It's been a long day and I'm super glad to say my battle with these petit yet challenging french cookies is finally over! Phew..
Needless to say, macarons are one of those cookies that every baker'd want to master. I had my share of failures (many, many of them)!
Feetless macarons, over-mixed macarons, cracked macarons, and comes the most painful experience for me: beautiful macarons that sticked to the parchment paper (!!)

True enough, food bloggers say we pray for good weathers to make these because macarons are so sensitive to moisture in the air. To make macarons, I'd think you really need patience & sufficient sleep.
Furthermore, what makes baking macarons extra challenging here in my home is that (firstly) Singapore is a very humid country. There's plenty of sunlight and rain throughout the year making the air damper than other regions in the west. Adding on to it, the location of my house is pretty much surrounded by trees and vegetation. It is no surprise to see our car parked outside the house covered with dew every morning!
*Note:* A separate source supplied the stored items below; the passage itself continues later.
//! Configuration file parsing for .mealgate.toml

use anyhow::{Context, Result};
use chrono::Duration as TimeDelta;
use serde::{Deserialize, Serialize};
use std::path::Path;
use std::time::Duration;

use crate::remote::{DEFAULT_API_URL, DEFAULT_TIMEOUT_SECS};

pub const CONFIG_FILENAME: &str = ".mealgate.toml";

/// Environment variable overriding `remote.base_url`.
pub const API_URL_ENV: &str = "MEALGATE_API_URL";

/// Upper bound for `trial.duration_hours` (ten years).
pub const MAX_TRIAL_HOURS: u64 = 24 * 365 * 10;
/// Upper bound for `subscription.cache_ttl_minutes` (thirty days).
pub const MAX_CACHE_TTL_MINUTES: u64 = 60 * 24 * 30;
/// Lower bound for `gate.poll_interval_ms`.
pub const MIN_POLL_INTERVAL_MS: u64 = 1_000;

/// Main configuration structure for .mealgate.toml
#[derive(Debug, Clone, Serialize, Deserialize)]
pub struct MealgateConfig {
    #[serde(default)]
    pub trial: TrialConfig,

    #[serde(default)]
    pub subscription: SubscriptionConfig,

    #[serde(default)]
    pub gate: GateConfig,

    #[serde(default)]
    pub remote: RemoteConfig,
}

#[derive(Debug, Clone, Serialize, Deserialize)]
pub struct TrialConfig {
    /// Length of the free trial
    #[serde(default = "default_trial_hours")]
    pub duration_hours: u64,
}

#[derive(Debug, Clone, Serialize, Deserialize)]
pub struct SubscriptionConfig {
    /// How long a remote answer may be reused when the backend is unreachable
    #[serde(default = "default_cache_ttl_minutes")]
    pub cache_ttl_minutes: u64,
}

#[derive(Debug, Clone, Serialize, Deserialize)]
pub struct GateConfig {
    /// Background refresh period
    #[serde(default = "default_poll_interval_ms")]
    pub poll_interval_ms: u64,

    /// Hard limit for one refresh before the gate resolves without the remote
    #[serde(default = "default_resolve_timeout_ms")]
    pub resolve_timeout_ms: u64,

    /// Paths reachable even when access is denied
    #[serde(default = "default_allow_list")]
    pub allow_list: Vec<String>,

    /// Where a signed-out user is sent
    #[serde(default = "default_login_path")]
    pub login_path: String,
}

#[derive(Debug, Clone, Serialize, Deserialize)]
pub struct RemoteConfig {
    /// Backend base URL: can also be set via MEALGATE_API_URL env var
    #[serde(default = "default_base_url")]
    pub base_url: String,

    #[serde(default = "default_timeout_secs")]
    pub timeout_secs: u64,
}

/// The subset of configuration the ledger needs.
#[derive(Debug, Clone, Copy)]
pub struct LifecycleConfig {
    pub trial_duration: TimeDelta,
    pub cache_ttl: TimeDelta,
}

// Default functions
fn default_trial_hours() -> u64 {
    24
}

fn default_cache_ttl_minutes() -> u64 {
    5
}

fn default_poll_interval_ms() -> u64 {
    2 * 60 * 1000
}

fn default_resolve_timeout_ms() -> u64 {
    5_000
}

fn default_allow_list() -> Vec<String> {
    vec![
        "/payment".to_string(),
        "/settings".to_string(),
        "/login".to_string(),
        "/signup".to_string(),
    ]
}

fn default_login_path() -> String {
    "/login".to_string()
}

fn default_base_url() -> String {
    DEFAULT_API_URL.to_string()
}

fn default_timeout_secs() -> u64 {
    DEFAULT_TIMEOUT_SECS
}

impl Default for MealgateConfig {
    fn default() -> Self {
        toml::from_str("").expect("empty TOML should parse to defaults")
    }
}

impl Default for TrialConfig {
    fn default() -> Self {
        Self {
            duration_hours: default_trial_hours(),
        }
    }
}

impl Default for SubscriptionConfig {
    fn default() -> Self {
        Self {
            cache_ttl_minutes: default_cache_ttl_minutes(),
        }
    }
}

impl Default for GateConfig {
    fn default() -> Self {
        Self {
            poll_interval_ms: default_poll_interval_ms(),
            resolve_timeout_ms: default_resolve_timeout_ms(),
            allow_list: default_allow_list(),
            login_path: default_login_path(),
        }
    }
}

impl Default for RemoteConfig {
    fn default() -> Self {
        Self {
            base_url: default_base_url(),
            timeout_secs: default_timeout_secs(),
        }
    }
}

impl Default for LifecycleConfig {
    fn default() -> Self {
        MealgateConfig::default().lifecycle()
    }
}

impl GateConfig {
    pub fn poll_interval(&self) -> Duration {
        Duration::from_millis(self.poll_interval_ms.max(MIN_POLL_INTERVAL_MS))
    }

    pub fn resolve_timeout(&self) -> Duration {
        Duration::from_millis(self.resolve_timeout_ms)
    }
}

impl RemoteConfig {
    /// Base URL with the env override applied.
    pub fn effective_base_url(&self) -> String {
        match std::env::var(API_URL_ENV) {
            Ok(url) if !url.trim().is_empty() => url.trim().to_string(),
            _ => self.base_url.clone(),
        }
    }

    pub fn timeout(&self) -> Duration {
        Duration::from_secs(self.timeout_secs)
    }
}

impl MealgateConfig {
    /// Load configuration from a file
    pub fn from_file(path: &Path) -> Result<Self> {
        let contents = std::fs::read_to_string(path)
            .with_context(|| format!("Failed to read {}", path.display()))?;
        let config: MealgateConfig = toml::from_str(&contents)
            .with_context(|| format!("Invalid configuration in {}", path.display()))?;
        config
            .validate()
            .with_context(|| format!("Invalid configuration in {}", path.display()))?;
        Ok(config)
    }

    /// Find and load .mealgate.toml from the current directory or ancestors
    pub fn find_and_load(start_dir: &Path) -> Result<Self> {
        let mut current = start_dir;

        loop {
            let config_path = current.join(CONFIG_FILENAME);
            if config_path.exists() {
                return Self::from_file(&config_path);
            }

            match current.parent() {
                Some(parent) => current = parent,
                None => break,
            }
        }

        // No config found, use defaults
        Ok(Self::default())
    }

    /// Save configuration to a file
    pub fn save(&self, path: &Path) -> Result<()> {
        let contents = toml::to_string_pretty(self)?;
        std::fs::write(path, contents)?;
        Ok(())
    }

    /// Rejects values the gate cannot run with.
    pub fn validate(&self) -> Result<()> {
        if self.trial.duration_hours > MAX_TRIAL_HOURS {
            anyhow::bail!(
                "trial.duration_hours must be at most {MAX_TRIAL_HOURS}, got {}",
                self.trial.duration_hours
            );
        }
        if self.subscription.cache_ttl_minutes > MAX_CACHE_TTL_MINUTES {
            anyhow::bail!(
                "subscription.cache_ttl_minutes must be at most {MAX_CACHE_TTL_MINUTES}, got {}",
                self.subscription.cache_ttl_minutes
            );
        }
        if self.gate.poll_interval_ms < MIN_POLL_INTERVAL_MS {
            anyhow::bail!(
                "gate.poll_interval_ms must be at least {MIN_POLL_INTERVAL_MS}, got {}",
                self.gate.poll_interval_ms
            );
        }
        if self.gate.resolve_timeout_ms == 0 {
            anyhow::bail!("gate.resolve_timeout_ms must be greater than 0");
        }
        if self.remote.timeout_secs == 0 {
            anyhow::bail!("remote.timeout_secs must be greater than 0");
        }
        Ok(())
    }

    /// Durations for the ledger. Out-of-range values are clamped to the
    /// bounds `validate` enforces.
    pub fn lifecycle(&self) -> LifecycleConfig {
        let hours = self.trial.duration_hours.min(MAX_TRIAL_HOURS) as i64;
        let minutes = self.subscription.cache_ttl_minutes.min(MAX_CACHE_TTL_MINUTES) as i64;
        LifecycleConfig {
            trial_duration: TimeDelta::hours(hours),
            cache_ttl: TimeDelta::minutes(minutes),
        }
    }
}
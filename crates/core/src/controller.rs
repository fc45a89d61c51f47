//! Gate controller: mounts a gate and keeps its snapshot current
//!
//! Mount paints a stale snapshot from the ledger's cache, then a worker thread
//! refreshes against the backend, once immediately and again every poll
//! interval or whenever the host navigates. Each refresh is bounded by a hard
//! timeout after which the cache (or nothing) stands in for the remote.

use std::sync::atomic::{AtomicBool, Ordering};
use std::sync::mpsc::{self, RecvTimeoutError, Sender};
use std::sync::{Arc, Condvar, Mutex, MutexGuard};
use std::thread::{self, JoinHandle};
use std::time::{Duration, Instant};

use tracing::{debug, info, warn};

use crate::clock::Clock;
use crate::config::{GateConfig, LifecycleConfig};
use crate::decision::{AccessSnapshot, DecisionEngine};
use crate::error::AccessError;
use crate::freshness::Freshness;
use crate::gate::{AllowList, Gate, GateState, GateView};
use crate::ledger::{AccessLedger, SubscriptionResolution};
use crate::navigation::{NavigationEvent, NavigationListener};
use crate::remote::StatusClient;
use crate::store::KeyValueStore;
use crate::window::TrialWindow;

#[derive(Debug, Clone)]
pub struct ControllerOptions {
    pub poll_interval: Duration,
    pub resolve_timeout: Duration,
    pub allow_list: AllowList,
    pub login_path: String,
}

impl From<&GateConfig> for ControllerOptions {
    fn from(config: &GateConfig) -> Self {
        Self {
            poll_interval: config.poll_interval(),
            resolve_timeout: config.resolve_timeout(),
            allow_list: AllowList::new(&config.allow_list),
            login_path: config.login_path.clone(),
        }
    }
}

impl Default for ControllerOptions {
    fn default() -> Self {
        Self::from(&GateConfig::default())
    }
}

enum Command {
    Navigate,
    Refresh,
    Shutdown,
}

struct ControllerState {
    gate: Gate,
    engine: DecisionEngine,
    redirect: Option<String>,
    refreshes: u64,
}

struct Shared {
    state: Mutex<ControllerState>,
    changed: Condvar,
    mounted: AtomicBool,
}

impl Shared {
    fn lock(&self) -> MutexGuard<'_, ControllerState> {
        self.state.lock().unwrap_or_else(|p| p.into_inner())
    }
}

pub struct GateController {
    shared: Arc<Shared>,
    commands: Option<Sender<Command>>,
    worker: Option<JoinHandle<()>>,
}

impl GateController {
    /// Mounts a gate for a signed-in user and starts refreshing.
    pub fn mount(ledger: Arc<AccessLedger>, options: ControllerOptions, path: &str) -> Self {
        let mut gate = Gate::new(options.allow_list.clone(), path);
        if gate.is_protected() {
            initialize_trial(&ledger);
        }

        let mut engine = DecisionEngine::new();
        let painted = engine.decide(
            ledger.trial_window().as_ref(),
            ledger.cached_subscription().as_ref(),
            true,
            ledger.now(),
        );
        gate.apply(painted);

        let shared = Arc::new(Shared {
            state: Mutex::new(ControllerState {
                gate,
                engine,
                redirect: None,
                refreshes: 0,
            }),
            changed: Condvar::new(),
            mounted: AtomicBool::new(true),
        });

        let (tx, rx) = mpsc::channel();
        let worker_shared = Arc::clone(&shared);
        let poll_interval = options.poll_interval;
        let resolve_timeout = options.resolve_timeout;

        let worker = thread::Builder::new()
            .name("mealgate-gate".to_string())
            .spawn(move || loop {
                if !worker_shared.mounted.load(Ordering::SeqCst) {
                    break;
                }
                run_cycle(&worker_shared, &ledger, resolve_timeout);

                match rx.recv_timeout(poll_interval) {
                    Ok(Command::Navigate) => {
                        let protected = worker_shared.lock().gate.is_protected();
                        if protected {
                            initialize_trial(&ledger);
                        }
                    }
                    Ok(Command::Refresh) | Err(RecvTimeoutError::Timeout) => {}
                    Ok(Command::Shutdown) | Err(RecvTimeoutError::Disconnected) => break,
                }
            });

        let worker = match worker {
            Ok(handle) => Some(handle),
            Err(e) => {
                warn!("Could not start gate worker: {e}");
                None
            }
        };

        Self {
            shared,
            commands: Some(tx),
            worker,
        }
    }

    /// Mounts a gate with no signed-in user: protected paths stay loading and
    /// the host is asked to go to the login path.
    pub fn mount_signed_out(options: ControllerOptions, path: &str, reason: &AccessError) -> Self {
        info!("Gate mounted without a user ({reason}), redirecting to {}", options.login_path);
        let shared = Arc::new(Shared {
            state: Mutex::new(ControllerState {
                gate: Gate::new(options.allow_list.clone(), path),
                engine: DecisionEngine::new(),
                redirect: Some(options.login_path.clone()),
                refreshes: 0,
            }),
            changed: Condvar::new(),
            mounted: AtomicBool::new(true),
        });
        Self {
            shared,
            commands: None,
            worker: None,
        }
    }

    /// Resolves the signed-in user from `user_data` and mounts accordingly.
    pub fn mount_for_current_user(
        store: Arc<dyn KeyValueStore>,
        clock: Arc<dyn Clock>,
        remote: Arc<dyn StatusClient>,
        lifecycle: LifecycleConfig,
        options: ControllerOptions,
        path: &str,
    ) -> Self {
        match AccessLedger::for_current_user(store, clock, remote, lifecycle) {
            Ok(ledger) => Self::mount(Arc::new(ledger), options, path),
            Err(e) => Self::mount_signed_out(options, path, &e),
        }
    }

    pub fn state(&self) -> GateState {
        self.shared.lock().gate.state()
    }

    pub fn view(&self) -> GateView {
        self.shared.lock().gate.view()
    }

    pub fn snapshot(&self) -> Option<Freshness<AccessSnapshot>> {
        self.shared.lock().gate.snapshot().copied()
    }

    pub fn path(&self) -> String {
        self.shared.lock().gate.path().to_string()
    }

    /// Where the host should navigate, if anywhere.
    pub fn redirect(&self) -> Option<String> {
        self.shared.lock().redirect.clone()
    }

    /// Number of completed refresh cycles.
    pub fn refresh_count(&self) -> u64 {
        self.shared.lock().refreshes
    }

    pub fn is_mounted(&self) -> bool {
        self.shared.mounted.load(Ordering::SeqCst)
    }

    /// Blocks until at least `count` refreshes completed or `timeout` elapsed.
    pub fn wait_for_refreshes(&self, count: u64, timeout: Duration) -> bool {
        let deadline = Instant::now() + timeout;
        let mut state = self.shared.lock();
        while state.refreshes < count {
            let now = Instant::now();
            if now >= deadline {
                return false;
            }
            state = match self.shared.changed.wait_timeout(state, deadline - now) {
                Ok((guard, _)) => guard,
                Err(p) => p.into_inner().0,
            };
        }
        true
    }

    /// Moves the gate to `path` and schedules a refresh.
    pub fn navigate(&self, path: &str) {
        {
            let mut state = self.shared.lock();
            state.gate.navigate(path);
            debug!(path = state.gate.path(), "Gate navigated");
        }
        self.shared.changed.notify_all();
        self.send(Command::Navigate);
    }

    pub fn refresh_now(&self) {
        self.send(Command::Refresh);
    }

    /// A listener to subscribe on the host's `Navigator`.
    pub fn navigation_listener(&self) -> Arc<dyn NavigationListener> {
        Arc::new(GateNavigation {
            shared: Arc::clone(&self.shared),
            commands: self.commands.clone().map(Mutex::new),
        })
    }

    /// Stops polling and waits for the worker. Later results are discarded.
    pub fn unmount(mut self) {
        self.stop();
        if let Some(worker) = self.worker.take() {
            let _ = worker.join();
        }
    }

    fn stop(&mut self) {
        // Under the state lock, so no refresh can land after this returns.
        {
            let _state = self.shared.lock();
            self.shared.mounted.store(false, Ordering::SeqCst);
        }
        if let Some(tx) = self.commands.take() {
            let _ = tx.send(Command::Shutdown);
        }
        self.shared.changed.notify_all();
    }

    fn send(&self, command: Command) {
        if let Some(tx) = &self.commands {
            let _ = tx.send(command);
        }
    }
}

impl Drop for GateController {
    fn drop(&mut self) {
        // Detach: an in-flight fetch finishes on its own and is ignored.
        self.stop();
    }
}

struct GateNavigation {
    shared: Arc<Shared>,
    commands: Option<Mutex<Sender<Command>>>,
}

impl NavigationListener for GateNavigation {
    fn on_navigate(&self, event: &NavigationEvent) {
        {
            let mut state = self.shared.lock();
            if !self.shared.mounted.load(Ordering::SeqCst) {
                return;
            }
            state.gate.navigate(event.path());
        }
        self.shared.changed.notify_all();
        if let Some(commands) = &self.commands {
            let tx = commands.lock().unwrap_or_else(|p| p.into_inner());
            let _ = tx.send(Command::Navigate);
        }
    }
}

/// One synchronous refresh outside of any controller (CLI status, tests).
pub fn refresh_snapshot(
    ledger: &Arc<AccessLedger>,
    engine: &mut DecisionEngine,
    timeout: Duration,
) -> Freshness<AccessSnapshot> {
    let (trial, resolution) = resolve_inputs(ledger, timeout);
    engine.decide(
        trial.as_ref(),
        resolution.subscription.as_ref(),
        false,
        ledger.now(),
    )
}

fn run_cycle(shared: &Shared, ledger: &Arc<AccessLedger>, timeout: Duration) {
    let (trial, resolution) = resolve_inputs(ledger, timeout);
    let now = ledger.now();

    let mut state = shared.lock();
    if !shared.mounted.load(Ordering::SeqCst) {
        debug!("Discarding refresh result after unmount");
        return;
    }
    let snapshot = state.engine.decide(
        trial.as_ref(),
        resolution.subscription.as_ref(),
        false,
        now,
    );
    state.gate.apply(snapshot);
    state.refreshes += 1;
    debug!(
        user_id = ledger.user_id(),
        source = ?resolution.source,
        state = %state.gate.state(),
        "Gate refreshed"
    );
    drop(state);
    shared.changed.notify_all();
}

/// Reads the trial while the subscription resolves on its own thread; both
/// results are returned together so no partial snapshot is ever emitted.
fn resolve_inputs(
    ledger: &Arc<AccessLedger>,
    timeout: Duration,
) -> (Option<TrialWindow>, SubscriptionResolution) {
    let (tx, rx) = mpsc::channel();
    let fetch_ledger = Arc::clone(ledger);
    let spawned = thread::Builder::new()
        .name("mealgate-fetch".to_string())
        .spawn(move || {
            let _ = tx.send(fetch_ledger.resolve_subscription());
        });

    let trial = ledger.trial_window();

    let resolution = match spawned {
        Ok(_) => match rx.recv_timeout(timeout) {
            Ok(resolution) => resolution,
            Err(_) => {
                warn!(
                    user_id = ledger.user_id(),
                    timeout_ms = timeout.as_millis() as u64,
                    "Subscription refresh did not resolve in time"
                );
                ledger.cached_resolution()
            }
        },
        Err(e) => {
            warn!("Could not spawn fetch thread, resolving inline: {e}");
            ledger.resolve_subscription()
        }
    };
    (trial, resolution)
}

fn initialize_trial(ledger: &AccessLedger) {
    if let Err(e) = ledger.initialize_trial() {
        warn!(user_id = ledger.user_id(), "Could not initialize trial: {e}");
    }
}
After a recent attempt that gave poor results again, I felt that there was something I really didn't know about macarons well enough - something that might have to do with the local climate.....? I decided to give it another try.
So one week ago, I kept a bowl of egg whites in the fridge. I was ready to wait for them to age for 7 days. For those who don't know yet, aging egg whites remove moisture from it, make it more acidic.
I emailed Aran of Cannelle et Vanille for help - yes, she is the very awesome and gorgeous lady we know in the BIG family of food bloggers =)

I did exactly as she had advised. I spread out my icing sugar and ground almond on a tray and left it in my oven with the lights on (heat off) for a few hours - just to ensure that my ingredients does not accumulate moisture contained in the air too. I also decided to make macarons using the italian meringue method as Aran had told me that the cooked sugar does allow moisture in the egg whites to evaporate.
I wouldn't say my macarons are very successful because eventually, I still find that experience is very important where the time taken for baking is concerned. This is especially so if you do not have the same size of macarons piped for different batches (which is what I like to do, piping big circles on one tray and small circles on another. They are cuter right!) Plus I feel that my macarons' feets are not perfect.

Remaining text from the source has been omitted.